• **WHAT IS NEEDED**
A single number is the answer here: the count of lines in the records below in which the word "Duration" appears.

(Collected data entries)
[Start of section]

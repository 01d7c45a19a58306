// Copyright (c) Microsoft Corporation.
// Licensed under the MIT License.

//! # Circuit Breaker Telemetry
//!
//! Every state transition of a circuit, and every rejected call, is reported as a
//! circuit event. Events are emitted as:
//!
//! - structured `tracing` events when the `logs` feature is enabled and
//!   [`enable_logs`][crate::CircuitBreakerBuilder::enable_logs] is called;
//! - increments of the `circuit.event` counter (meter `fusebox`) when the `metrics` feature is
//!   enabled and [`enable_metrics`][crate::CircuitBreakerBuilder::enable_metrics] is called.
//!
//! | Event | Log event name | Level | State after |
//! |---|---|---|---|
//! | `rejected` | `fusebox.circuit.rejected` | WARN | `open` |
//! | `opened` | `fusebox.circuit.opened` | WARN | `open` |
//! | `probing` | `fusebox.circuit.probing` | INFO | `half_open` |
//! | `closed` | `fusebox.circuit.closed` | INFO | `closed` |
//! | `reopened` | `fusebox.circuit.reopened` | WARN | `open` |
//!
//! The attribute keys are listed in [`attributes`].

use std::borrow::Cow;

#[cfg(any(feature = "logs", feature = "metrics", test))]
use fusebox_store::CircuitState;

pub mod attributes;
#[cfg(any(feature = "metrics", test))]
pub(crate) mod metrics;
#[cfg(test)]
pub(crate) mod testing;

/// A circuit event reported through telemetry.
#[derive(Debug, Copy, Clone, PartialEq, Eq)]
pub(crate) enum CircuitEvent {
    /// A call was rejected because the circuit is open.
    Rejected,
    /// The failure threshold was reached and the circuit opened.
    Opened,
    /// The cooldown elapsed and the circuit moved to half-open.
    Probing,
    /// The probe succeeded and the circuit closed.
    Closed,
    /// The probe failed and the circuit opened again.
    Reopened,
}

#[cfg(any(feature = "logs", feature = "metrics", test))]
impl CircuitEvent {
    pub fn as_str(self) -> &'static str {
        match self {
            Self::Rejected => "rejected",
            Self::Opened => "opened",
            Self::Probing => "probing",
            Self::Closed => "closed",
            Self::Reopened => "reopened",
        }
    }

    /// The state of the circuit once the event has happened.
    pub fn state(self) -> CircuitState {
        match self {
            Self::Rejected | Self::Opened | Self::Reopened => CircuitState::Open,
            Self::Probing => CircuitState::HalfOpen,
            Self::Closed => CircuitState::Closed,
        }
    }
}

/// Per-breaker telemetry sinks.
#[derive(Debug, Clone)]
pub(crate) struct Telemetry {
    pub(crate) breaker_name: Cow<'static, str>,
    #[cfg(any(feature = "metrics", test))]
    pub(crate) event_reporter: Option<opentelemetry::metrics::Counter<u64>>,
    #[cfg(any(feature = "logs", test))]
    pub(crate) logs_enabled: bool,
}

impl Telemetry {
    pub(crate) fn new(breaker_name: Cow<'static, str>) -> Self {
        Self {
            breaker_name,
            #[cfg(any(feature = "metrics", test))]
            event_reporter: None,
            #[cfg(any(feature = "logs", test))]
            logs_enabled: false,
        }
    }

    /// Reports `event` for `target`. `failure_count` is attached to log events when known.
    pub(crate) fn report(&self, event: CircuitEvent, target: &str, failure_count: Option<u32>) {
        #[cfg(any(feature = "metrics", test))]
        if let Some(reporter) = &self.event_reporter {
            reporter.add(
                1,
                &[
                    opentelemetry::KeyValue::new(attributes::BREAKER_NAME, self.breaker_name.clone()),
                    opentelemetry::KeyValue::new(attributes::CIRCUIT_TARGET, target.to_string()),
                    opentelemetry::KeyValue::new(attributes::CIRCUIT_EVENT, event.as_str()),
                    opentelemetry::KeyValue::new(attributes::CIRCUIT_STATE, event.state().as_str()),
                ],
            );
        }

        #[cfg(any(feature = "logs", test))]
        if self.logs_enabled {
            self.log(event, target, failure_count);
        }

        _ = (event, target, failure_count);
    }

    #[cfg(any(feature = "logs", test))]
    fn log(&self, event: CircuitEvent, target: &str, failure_count: Option<u32>) {
        let breaker_name = &self.breaker_name;

        macro_rules! circuit_event {
            ($name:literal, $level:expr) => {
                tracing::event!(
                    name: $name,
                    $level,
                    breaker.name = %breaker_name,
                    circuit.target = target,
                    circuit.state = event.state().as_str(),
                    circuit.event = event.as_str(),
                    circuit.failure_count = failure_count,
                )
            };
        }

        match event {
            CircuitEvent::Rejected => circuit_event!("fusebox.circuit.rejected", tracing::Level::WARN),
            CircuitEvent::Opened => circuit_event!("fusebox.circuit.opened", tracing::Level::WARN),
            CircuitEvent::Probing => circuit_event!("fusebox.circuit.probing", tracing::Level::INFO),
            CircuitEvent::Closed => circuit_event!("fusebox.circuit.closed", tracing::Level::INFO),
            CircuitEvent::Reopened => circuit_event!("fusebox.circuit.reopened", tracing::Level::WARN),
        }
    }
}
// Copyright (c) Microsoft Corporation.
// Licensed under the MIT License.

//! The core trait for circuit state backends.
//!
//! [`CircuitStore`] defines the interface that all circuit backends must implement.
//! Implement the plain data access here, then hand the store to a `fusebox` circuit
//! breaker which owns every transition decision.

use std::sync::Arc;
use std::time::SystemTime;

use crate::{CircuitState, Error};

/// Trait for circuit state storage backends.
///
/// Every method is keyed by an opaque target string and must treat unknown targets as
/// a closed circuit with zero failures and no recorded open time. No method carries any
/// decision logic; the circuit breaker is the only writer.
///
/// # Atomicity
///
/// The breaker reads, decides and writes through several separate calls, and this
/// contract does not make that sequence atomic. Backends shared by concurrent callers
/// should serialize access per target if they need stronger guarantees than
/// "each individual method is atomic".
///
/// # Errors
///
/// Backends that can fail (network or database backed ones) surface an [`Error`].
/// The breaker never recovers from a store error; it propagates it to the caller.
pub trait CircuitStore: Send + Sync {
    /// Returns the circuit state for `target`, or [`CircuitState::Closed`] if unknown.
    fn state(&self, target: &str) -> Result<CircuitState, Error>;

    /// Unconditionally overwrites the circuit state for `target`.
    fn save_state(&self, target: &str, state: CircuitState) -> Result<(), Error>;

    /// Returns the consecutive failure count for `target`, or `0` if unknown.
    fn failure_count(&self, target: &str) -> Result<u32, Error>;

    /// Increments the consecutive failure count for `target` by one.
    fn increment_failure_count(&self, target: &str) -> Result<(), Error>;

    /// Resets the consecutive failure count for `target` to zero.
    fn reset_failure_count(&self, target: &str) -> Result<(), Error>;

    /// Returns the time the circuit for `target` last opened, or `None` if it never did.
    fn last_open_time(&self, target: &str) -> Result<Option<SystemTime>, Error>;

    /// Records the time the circuit for `target` opened.
    fn set_last_open_time(&self, target: &str, time: SystemTime) -> Result<(), Error>;
}

macro_rules! forward_circuit_store {
    ($($ty:ty),+) => {
        $(
            impl<S: CircuitStore + ?Sized> CircuitStore for $ty {
                fn state(&self, target: &str) -> Result<CircuitState, Error> {
                    (**self).state(target)
                }

                fn save_state(&self, target: &str, state: CircuitState) -> Result<(), Error> {
                    (**self).save_state(target, state)
                }

                fn failure_count(&self, target: &str) -> Result<u32, Error> {
                    (**self).failure_count(target)
                }

                fn increment_failure_count(&self, target: &str) -> Result<(), Error> {
                    (**self).increment_failure_count(target)
                }

                fn reset_failure_count(&self, target: &str) -> Result<(), Error> {
                    (**self).reset_failure_count(target)
                }

                fn last_open_time(&self, target: &str) -> Result<Option<SystemTime>, Error> {
                    (**self).last_open_time(target)
                }

                fn set_last_open_time(&self, target: &str, time: SystemTime) -> Result<(), Error> {
                    (**self).set_last_open_time(target, time)
                }
            }
        )+
    };
}

forward_circuit_store!(Arc<S>, Box<S>, &S);
// Copyright (c) Microsoft Corporation.
// Licensed under the MIT License.

//! Guards a flaky inventory service with a circuit breaker.
//!
//! The service fails for a while and then recovers. The output shows the circuit opening
//! after three consecutive failures, rejecting calls while it cools down, and closing again
//! once a probe call succeeds.

use std::sync::atomic::{AtomicU32, Ordering};
use std::time::Duration;

use fusebox::{CircuitBreaker, InMemoryStore, OperationError, Outcome};
use ohno::AppError;
use tick::Clock;

// The service is down for the first ten requests it receives.
static RECEIVED: AtomicU32 = AtomicU32::new(0);

#[tokio::main(flavor = "current_thread")]
async fn main() -> Result<(), AppError> {
    let clock = Clock::new_tokio();

    let breaker = CircuitBreaker::builder(InMemoryStore::new(), &clock)
        .failure_threshold(3)
        .cooldown(Duration::from_millis(300))
        .build();

    for attempt in 0..20 {
        clock.delay(Duration::from_millis(50)).await;

        match breaker.call_async("inventory", || check_stock("sku-42")).await {
            Ok(outcome) => println!("{attempt}: {} units", outcome.into_payload()),
            Err(e) => println!("{attempt}: {e}"),
        }

        println!("    circuit is {}", breaker.snapshot("inventory")?.state);
    }

    Ok(())
}

async fn check_stock(sku: &str) -> Result<Outcome<u32>, OperationError> {
    if RECEIVED.fetch_add(1, Ordering::Relaxed) < 10 {
        return Err(OperationError::from_message(format!("inventory service unavailable for '{sku}'")));
    }

    Ok(Outcome::success(17))
}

[End of section]

• **RESULT**
3